Articolo da "La Repubblica" del 2 gennaio 2009




La vittima ha 23 anni, è stata violentata al concerto organizzato alla Fiera di Roma per l´ultimo dell´anno
Picchiata e stuprata durante la festa "Aggredita dal branco, erano italiani"
A trovarla in stato di shock, a pochi metri dall´ingresso della Fiera, con il corpo martoriato da calci e pugni, è stato un vigilante
FEDERICA ANGELI

ROMA - Drogata, violentata e picchiata alla nuova Fiera di Roma, dove trentamila persone festeggiavano il Capodanno. Uno stupro di gruppo al festival internazionale di musica dance ed elettronica «Amore 09 capodanno a Roma», un evento presidiato da centinaia di poliziotti e da 470 uomini della sicurezza messi in campo dagli organizzatori.
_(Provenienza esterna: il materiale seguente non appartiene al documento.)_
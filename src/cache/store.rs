//! In-memory response store with TTL expiry
//!
//! Provides a `ResponseCache` that memoizes JSON payloads keyed by request
//! signature. Expired entries are indistinguishable from missing ones and are
//! removed when observed.

use std::collections::HashMap;
use std::sync::{Mutex, MutexGuard};
use std::time::{Duration, Instant};

use serde_json::Value;

/// A cached payload together with the moment it was fetched
#[derive(Debug, Clone)]
struct CacheEntry {
    /// The cached JSON payload
    payload: Value,
    /// When the payload was fetched
    fetched_at: Instant,
}

/// In-memory cache for API responses with a fixed TTL
///
/// An entry is valid only while `fetched_at.elapsed() < ttl`; expired entries
/// are treated as absent. There is no size bound and no eviction beyond TTL
/// expiry. The map sits behind a `Mutex` so a shared client can use the cache
/// from async context; lock scopes never span an await point.
#[derive(Debug)]
pub struct ResponseCache {
    /// How long an entry remains valid after it was fetched
    ttl: Duration,
    /// Cached payloads keyed by request signature
    entries: Mutex<HashMap<String, CacheEntry>>,
}

impl ResponseCache {
    /// Creates an empty cache whose entries expire after `ttl`
    pub fn new(ttl: Duration) -> Self {
        Self {
            ttl,
            entries: Mutex::new(HashMap::new()),
        }
    }

    /// Returns the configured time-to-live
    pub fn ttl(&self) -> Duration {
        self.ttl
    }

    /// Looks up a payload by key
    ///
    /// Returns `None` for missing and for expired entries; an expired entry
    /// is removed on observation.
    pub fn get(&self, key: &str) -> Option<Value> {
        let mut entries = self.lock();
        match entries.get(key) {
            Some(entry) if entry.fetched_at.elapsed() < self.ttl => Some(entry.payload.clone()),
            Some(_) => {
                entries.remove(key);
                None
            }
            None => None,
        }
    }

    /// Stores a payload under the given key, stamping it with the current time
    ///
    /// An existing entry under the same key is replaced.
    pub fn insert(&self, key: &str, payload: Value) {
        self.lock().insert(
            key.to_string(),
            CacheEntry {
                payload,
                fetched_at: Instant::now(),
            },
        );
    }

    /// Evicts all entries unconditionally
    pub fn clear(&self) {
        self.lock().clear();
    }

    /// Returns the number of non-expired entries
    pub fn len(&self) -> usize {
        let entries = self.lock();
        entries
            .values()
            .filter(|entry| entry.fetched_at.elapsed() < self.ttl)
            .count()
    }

    /// Returns true when no non-expired entries are present
    pub fn is_empty(&self) -> bool {
        self.len() == 0
    }

    fn lock(&self) -> MutexGuard<'_, HashMap<String, CacheEntry>> {
        // No panic can occur while the lock is held, so poisoning is unreachable.
        self.entries.lock().expect("cache mutex poisoned")
    }
}
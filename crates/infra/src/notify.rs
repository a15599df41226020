//! UI-facing notifier
//!
//! Publishes request notices on a broadcast channel so any number of UI
//! components can render toasts or react to an expired session.

use chatwire_core::{Notice, Notifier};
use tokio::sync::broadcast;
use tracing::{debug, info};

const DEFAULT_CAPACITY: usize = 64;

/// Events emitted towards the UI layer.
#[derive(Debug, Clone, PartialEq, Eq)]
pub enum UiEvent {
    /// Show a transient message
    Notice(Notice),
    /// The session is no longer valid; the UI may offer a sign-in redirect
    SessionExpired,
}

/// [`Notifier`] that fans events out to every subscriber.
///
/// Events published while nobody is subscribed are dropped.
#[derive(Debug, Clone)]
pub struct BroadcastNotifier {
    sender: broadcast::Sender<UiEvent>,
}

impl BroadcastNotifier {
    pub fn new() -> Self {
        Self::with_capacity(DEFAULT_CAPACITY)
    }

    pub fn with_capacity(capacity: usize) -> Self {
        let (sender, _receiver) = broadcast::channel(capacity.max(1));
        Self { sender }
    }

    pub fn subscribe(&self) -> broadcast::Receiver<UiEvent> {
        self.sender.subscribe()
    }

    fn publish(&self, event: UiEvent) {
        if self.sender.send(event).is_err() {
            debug!("no UI subscribers; event dropped");
        }
    }
}

impl Default for BroadcastNotifier {
    fn default() -> Self {
        Self::new()
    }
}

impl Notifier for BroadcastNotifier {
    fn notify(&self, notice: Notice) {
        debug!(kind = %notice.kind, message = %notice.message, "publishing notice");
        self.publish(UiEvent::Notice(notice));
    }

    fn session_expired(&self) {
        info!("session expired; prompting for sign-in");
        self.publish(UiEvent::SessionExpired);
    }
}
use std::fmt;

use chatwire_domain::Method;
use url::Url;

use super::config::RequestConfig;

/// Deduplication key: the method plus the normalized URL path.
///
/// Two calls with the same identity are the same logical operation no matter
/// what payload they carry.
#[derive(Debug, Clone, PartialEq, Eq, Hash)]
pub struct RequestIdentity {
    method: Method,
    path: String,
}

impl RequestIdentity {
    pub fn new(method: Method, url: &str) -> Self {
        Self { method, path: normalize_path(url) }
    }

    pub fn of(config: &RequestConfig) -> Self {
        Self::new(config.method, &config.url)
    }

    pub fn method(&self) -> Method {
        self.method
    }

    pub fn path(&self) -> &str {
        &self.path
    }
}

impl fmt::Display for RequestIdentity {
    fn fmt(&self, f: &mut fmt::Formatter<'_>) -> fmt::Result {
        write!(f, "{} {}", self.method, self.path)
    }
}

/// Drop query, fragment and origin; trim a trailing slash except on root.
fn normalize_path(url: &str) -> String {
    let trimmed = url.trim();
    let path = match Url::parse(trimmed) {
        Ok(parsed) if parsed.has_host() => parsed.path().to_string(),
        _ => trimmed.split(['?', '#']).next().unwrap_or_default().to_string(),
    };

    let path = if path.starts_with('/') || path.is_empty() { path } else { format!("/{path}") };
    match path.trim_end_matches('/') {
        "" if path.is_empty() => String::new(),
        "" => "/".to_string(),
        stripped => stripped.to_string(),
    }
}

#[cfg(test)]
mod tests {
    use super::*;

    #[test]
    fn query_and_fragment_do_not_affect_identity() {
        let a = RequestIdentity::new(Method::Get, "/chat/list?page=1");
        let b = RequestIdentity::new(Method::Get, "/chat/list#top");
        let c = RequestIdentity::new(Method::Get, "/chat/list/");
        assert_eq!(a, b);
        assert_eq!(a, c);
        assert_eq!(a.path(), "/chat/list");
    }

    #[test]
    fn method_is_part_of_identity() {
        let get = RequestIdentity::new(Method::Get, "/a");
        let post = RequestIdentity::new(Method::Post, "/a");
        assert_ne!(get, post);
    }

    #[test]
    fn absolute_urls_reduce_to_path() {
        let id = RequestIdentity::new(Method::Get, "http://localhost:8090/user/info?x=1");
        assert_eq!(id, RequestIdentity::new(Method::Get, "/user/info"));
    }

    #[test]
    fn relative_without_leading_slash() {
        let id = RequestIdentity::new(Method::Post, "user/info");
        assert_eq!(id.path(), "/user/info");
        assert_eq!(id.to_string(), "POST /user/info");
    }

    #[test]
    fn root_and_empty_paths() {
        assert_eq!(RequestIdentity::new(Method::Get, "/").path(), "/");
        assert_eq!(RequestIdentity::new(Method::Get, "").path(), "");
    }
}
La vittima, una ragazza di 23 anni barista ai Castelli Romani, ieri mattina è stata operata per le lesioni interne causate dallo stupro. Alla festa di fine anno era andata con la sorella e alcuni amici. A trovarla in stato di shock, a pochi metri dall´ingresso della Fiera, con lividi sul collo, il labbro superiore spaccato e il corpo martoriato da calci e pugni è stato un vigilante. La giovane aveva il volto ricoperto di sangue, tremava e non riusciva a parlare. Immediatamente l´addetto alla sicurezza ha chiamato il 118 che, per l´occasione, aveva allestito in uno dei capannoni della Fiera di Roma un presidio medico di pronto intervento. L´ambulanza è arrivata alla guardiola della vigilanza e ha portato la ragazza, che continuava a tremare malgrado la coperta di lana che le avevano messo addosso, nell´astanteria. Lì un´infermiera e una dottoressa l´hanno visitata e hanno subito capito che, oltre alle botte, la giovane aveva subito una violenza sessuale. «Mi hanno aggredita, erano in tanti, tutti italiani», ha sussurrato tra le lacrime. In evidente stato di agitazione, legato anche all´uso di stupefacenti che, secondo gli inquirenti, potrebbero esserle stati somministrati dai suoi aggressori per stordirla, la vittima è riuscita a fornire le proprie generalità. Subito dopo, tra mille difficoltà, ha chiesto al personale medico dove fosse la sorella e gli amici con i quali era andata alla festa. Poi ha perso conoscenza e malgrado la flebo e le cure del personale del 118 è stato necessario il trasporto all´ospedale San Camillo.
Gli agenti della squadra mobile di Roma si sono subito messi al lavoro per tentare di individuare i responsabili: una poliziotta è andata ad ascoltare la vittima in ospedale nel tardo pomeriggio di ieri per ricostruire la dinamica della violenza e avere un identikit degli aggressori. Negli uffici della questura intanto i parenti, ma soprattutto gli amici della giovane, sono stati ascoltati dai poliziotti. «L´abbiamo persa di vista verso le 4.30 ma pensavamo fosse con un nostro amico». Intanto il Comune di Roma, spiega il sindaco Gianni Alemanno, si costituirà parte civile contro gli aggressori.